The overall mortality rate was 7.9%. Multivariate logistic regression revealed that five factors were independently associated with the development of LPHS: serum potassium (mmol/L) (OR = 2.6; 95% CI = 1.1–5.9); serum creatinine (μmol/L) (OR = 1.2; 95% CI = 1.1–1.4); respiratory rate (breaths/min) (OR = 1.1; 95% CI = 1.1–1.2); presenting shock (OR = 69.9; 95% CI = 20.1–236.4), and Glasgow Coma Scale Score (GCS) < 15 (OR = 7.7; 95% CI = 1.3–23.0). We used these findings to calculate the risk of LPHS by the use of a spreadsheet.
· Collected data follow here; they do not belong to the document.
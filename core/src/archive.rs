//! ZIP 아카이브 생성 모듈
//!
//! 번역된 이름(실패 시 원래 이름)으로 원본 파일들을 하나의 ZIP 파일에 담습니다.
//! 하나라도 읽을 수 없는 원본이 있으면 전체 작업이 실패하며, 대상 경로에는
//! 불완전한 아카이브가 남지 않습니다.

use std::collections::HashSet;
use std::fs::{self, File};
use std::io::{self, Read, Write};
use std::path::{Path, PathBuf};

use log::{debug, warn};
use serde::{Deserialize, Serialize};
use uuid::Uuid;
use zip::read::ZipArchive;
use zip::write::{FileOptions, ZipWriter};

use crate::batch::TranslatedFile;
use crate::config::ArchiveCompression;
use crate::name::{numbered_variant, sanitize_entry_name};

/// 아카이브 처리 에러 타입
#[derive(Debug, thiserror::Error)]
pub enum ArchiveError {
    #[error("Source file is unreadable: {source_path} ({reason})")]
    SourceUnreadable { source_path: String, reason: String },

    #[error("Failed to write archive: {cause}")]
    WriteFailed { cause: String },

    #[error("IO error: {0}")]
    Io(#[from] io::Error),

    #[error("ZIP error: {0}")]
    Zip(#[from] zip::result::ZipError),

    #[error("Entry not found in archive: {0}")]
    EntryNotFound(String),
}

impl ArchiveError {
    fn unreadable(source_path: &str, reason: impl ToString) -> Self {
        ArchiveError::SourceUnreadable {
            source_path: source_path.to_string(),
            reason: reason.to_string(),
        }
    }

    fn write_failed(cause: impl ToString) -> Self {
        ArchiveError::WriteFailed {
            cause: cause.to_string(),
        }
    }
}

pub type ArchiveResult<T> = Result<T, ArchiveError>;

/// 아카이브에 담을 원본 파일과 엔트리 이름
#[derive(Debug, Clone, PartialEq, Eq, Serialize, Deserialize)]
#[serde(rename_all = "camelCase")]
pub struct ArchiveEntry {
    pub source_path: String,
    pub entry_name: String,
}

impl ArchiveEntry {
    pub fn new(source_path: impl Into<String>, entry_name: impl Into<String>) -> Self {
        Self {
            source_path: source_path.into(),
            entry_name: entry_name.into(),
        }
    }

    /// 번역 결과 목록을 순서대로 엔트리로 변환 (실패한 항목은 원래 이름 사용)
    pub fn from_results(results: &[TranslatedFile]) -> Vec<Self> {
        results.iter().map(Self::from).collect()
    }
}

impl From<&TranslatedFile> for ArchiveEntry {
    fn from(file: &TranslatedFile) -> Self {
        Self::new(file.full_path.clone(), file.output_name())
    }
}

/// 실제로 기록된 엔트리 정보
#[derive(Debug, Clone, Serialize, Deserialize)]
#[serde(rename_all = "camelCase")]
pub struct WrittenEntry {
    pub source_path: String,
    pub entry_name: String,
    pub size: u64,
}

#[derive(Debug, Clone, Serialize, Deserialize)]
#[serde(rename_all = "camelCase")]
pub struct ArchiveSummary {
    pub destination: PathBuf,
    pub entries: Vec<WrittenEntry>,
}

/// 아카이브 내부 파일 정보
#[derive(Debug, Clone, Serialize, Deserialize)]
#[serde(rename_all = "camelCase")]
pub struct ArchivedFile {
    pub name: String,
    pub size: u64,
    pub compressed_size: u64,
}

/// 아카이브 파일인지 확인
pub fn is_archive_file(path: &Path) -> bool {
    path.extension()
        .and_then(|ext| ext.to_str())
        .map(|ext| ext.eq_ignore_ascii_case("zip"))
        .unwrap_or(false)
}

/// `.zip` 확장자가 없으면 붙여서 반환
pub fn ensure_zip_extension(path: &Path) -> PathBuf {
    if is_archive_file(path) {
        return path.to_path_buf();
    }

    let mut name = path.file_name().unwrap_or_default().to_os_string();
    name.push(".zip");
    path.with_file_name(name)
}

/// 엔트리 이름 정리 및 중복 해소
///
/// 경로 구분자와 제어 문자를 치환한 뒤, 같은 이름(대소문자 무시)이 다시 나오면
/// 두 번째부터 `name(1).ext`, `name(2).ext` 형태로 바꿉니다. 입력에 이미 존재하는
/// 이름과는 겹치지 않도록 번호를 건너뜁니다.
pub fn resolve_entry_names<'a, I>(names: I) -> Vec<String>
where
    I: IntoIterator<Item = &'a str>,
{
    let sanitized: Vec<String> = names.into_iter().map(sanitize_entry_name).collect();
    let reserved: HashSet<String> = sanitized.iter().map(|name| name.to_lowercase()).collect();
    let mut used: HashSet<String> = HashSet::with_capacity(sanitized.len());
    let mut resolved = Vec::with_capacity(sanitized.len());

    for name in sanitized {
        if used.insert(name.to_lowercase()) {
            resolved.push(name);
            continue;
        }

        let mut counter = 1;
        loop {
            let candidate = numbered_variant(&name, counter);
            let key = candidate.to_lowercase();
            if !reserved.contains(&key) && !used.contains(&key) {
                used.insert(key);
                resolved.push(candidate);
                break;
            }
            counter += 1;
        }
    }

    resolved
}

/// 엔트리 목록으로 ZIP 아카이브 생성
///
/// 모든 원본을 먼저 확인한 뒤 임시 파일에 기록하고, 성공했을 때만 대상 경로로
/// 옮깁니다. 실패하면 임시 파일을 지우고 기존 대상 파일은 건드리지 않습니다.
pub fn build_archive(
    entries: &[ArchiveEntry],
    destination: &Path,
    compression: ArchiveCompression,
) -> ArchiveResult<ArchiveSummary> {
    for entry in entries {
        check_source(&entry.source_path)?;
    }

    let names = resolve_entry_names(entries.iter().map(|entry| entry.entry_name.as_str()));

    if let Some(parent) = destination.parent().filter(|dir| !dir.as_os_str().is_empty()) {
        fs::create_dir_all(parent).map_err(ArchiveError::write_failed)?;
    }

    let temp_path = build_temp_path(destination);
    let written = match write_archive(&temp_path, entries, &names, compression) {
        Ok(written) => written,
        Err(err) => {
            discard(&temp_path);
            return Err(err);
        }
    };

    if let Err(err) = replace_file(&temp_path, destination) {
        discard(&temp_path);
        return Err(ArchiveError::write_failed(err));
    }

    debug!(
        "archive written to {} ({} entries)",
        destination.display(),
        written.len()
    );

    Ok(ArchiveSummary {
        destination: destination.to_path_buf(),
        entries: written,
    })
}

fn check_source(source_path: &str) -> ArchiveResult<()> {
    let metadata =
        fs::metadata(source_path).map_err(|err| ArchiveError::unreadable(source_path, err))?;
    if !metadata.is_file() {
        return Err(ArchiveError::unreadable(source_path, "not a regular file"));
    }
    File::open(source_path).map_err(|err| ArchiveError::unreadable(source_path, err))?;
    Ok(())
}

fn write_archive(
    path: &Path,
    entries: &[ArchiveEntry],
    names: &[String],
    compression: ArchiveCompression,
) -> ArchiveResult<Vec<WrittenEntry>> {
    let file = File::create(path).map_err(ArchiveError::write_failed)?;
    let mut writer = ZipWriter::new(file);

    let options = FileOptions::<()>::default()
        .compression_method(compression.method())
        .unix_permissions(0o644);

    let mut written = Vec::with_capacity(entries.len());
    for (entry, name) in entries.iter().zip(names) {
        let mut content = Vec::new();
        File::open(&entry.source_path)
            .and_then(|mut source| source.read_to_end(&mut content))
            .map_err(|err| ArchiveError::unreadable(&entry.source_path, err))?;

        let size = content.len() as u64;
        writer
            .start_file(name.as_str(), options.clone().large_file(size >= u64::from(u32::MAX)))
            .map_err(ArchiveError::write_failed)?;
        writer
            .write_all(&content)
            .map_err(ArchiveError::write_failed)?;

        written.push(WrittenEntry {
            source_path: entry.source_path.clone(),
            entry_name: name.clone(),
            size,
        });
    }

    let file = writer.finish().map_err(ArchiveError::write_failed)?;
    file.sync_all().map_err(ArchiveError::write_failed)?;
    Ok(written)
}

fn replace_file(from: &Path, to: &Path) -> io::Result<()> {
    #[cfg(target_os = "windows")]
    {
        if let Err(err) = fs::rename(from, to) {
            if to.exists() {
                fs::remove_file(to)?;
                return fs::rename(from, to);
            }
            return Err(err);
        }
        Ok(())
    }

    #[cfg(not(target_os = "windows"))]
    {
        fs::rename(from, to)
    }
}

fn discard(path: &Path) {
    if path.exists() {
        if let Err(err) = fs::remove_file(path) {
            warn!(
                "failed to remove partial archive {}: {}",
                path.display(),
                err
            );
        }
    }
}

fn build_temp_path(target: &Path) -> PathBuf {
    let mut temp = target.to_path_buf();
    let suffix = format!(".partial-{}", Uuid::new_v4().simple());
    match temp.file_name() {
        Some(name) => {
            let mut os_string = name.to_os_string();
            os_string.push(suffix);
            temp.set_file_name(os_string);
        }
        None => {
            temp.push(format!("archive{suffix}"));
        }
    }
    temp
}

/// 아카이브 엔트리 목록 조회
pub fn list_archive_entries(archive_path: &Path) -> ArchiveResult<Vec<ArchivedFile>> {
    let file = File::open(archive_path)?;
    let mut archive = ZipArchive::new(file)?;

    let mut files = Vec::with_capacity(archive.len());
    for i in 0..archive.len() {
        let entry = archive.by_index(i)?;
        if entry.is_dir() {
            continue;
        }
        files.push(ArchivedFile {
            name: entry.name().to_string(),
            size: entry.size(),
            compressed_size: entry.compressed_size(),
        });
    }

    Ok(files)
}

/// 아카이브에서 특정 파일 내용 읽기
pub fn read_archive_entry(archive_path: &Path, entry_name: &str) -> ArchiveResult<Vec<u8>> {
    let file = File::open(archive_path)?;
    let mut archive = ZipArchive::new(file)?;

    let mut entry = archive
        .by_name(entry_name)
        .map_err(|_| ArchiveError::EntryNotFound(entry_name.to_string()))?;

    // 헤더의 크기 값은 신뢰하지 않음
    let mut contents = Vec::new();
    entry.read_to_end(&mut contents)?;

    Ok(contents)
}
In the validation cohort, the equation classified correctly 92% of patients (Kappa statistic = 0.80).

Conclusions

We developed and validated a multivariate model for predicting LPHS. This tool should prove useful in identifying LPHS patients, allowing earlier management and thereby reducing mortality.

Introduction

Leptospirosis, a spirochetal zoonosis, has been increasingly recognized as an important cause of pulmonary hemorrhage syndrome.1, 2, 3, 4 Five to fifteen percent of the clinical infections progresses to develop severe disease manifestations.1, 2, 3, 5 The Nicaragua outbreak in 1995 raised awareness of leptospirosis as the cause of severe pulmonary hemorrhage.⁴ Whereas case fatality is 5–15% for Weil's disease, it is more than 50% in patients who develop leptospirosis-associated pulmonary hemorrhage syndrome (LPHS).5, 6, 7, 8

Early identification and triage of patients at risk for developing LPHS is essential to reduce the high case fatality rate. LPHS patients require intensive care unit (ICU) monitoring and aggressive supportive care for concomitant acute respiratory distress syndrome (ARDS), acute kidney injury and hypotension.9, 10, 11, 12, 13, 14 Protective mechanical ventilation modalities¹⁴ and daily hemodialysis¹⁵ have been shown to provide beneficial outcomes in clinical trials which included leptospirosis patients as subjects. However, identification of patients at risk for developing LPHS is difficult10, 11, 12, 13, 14 especially during initial hospital evaluation. Therefore predictive markers (e.g. hematology-test and biochemistry-test) need to be identified such that patients at risk for developing LPHS can be effectively identified and triaged.

We herein report the findings of a study which aimed to develop and validate a predictive model which can be used to identify patients at risk for developing LPHS at the time of hospital admission.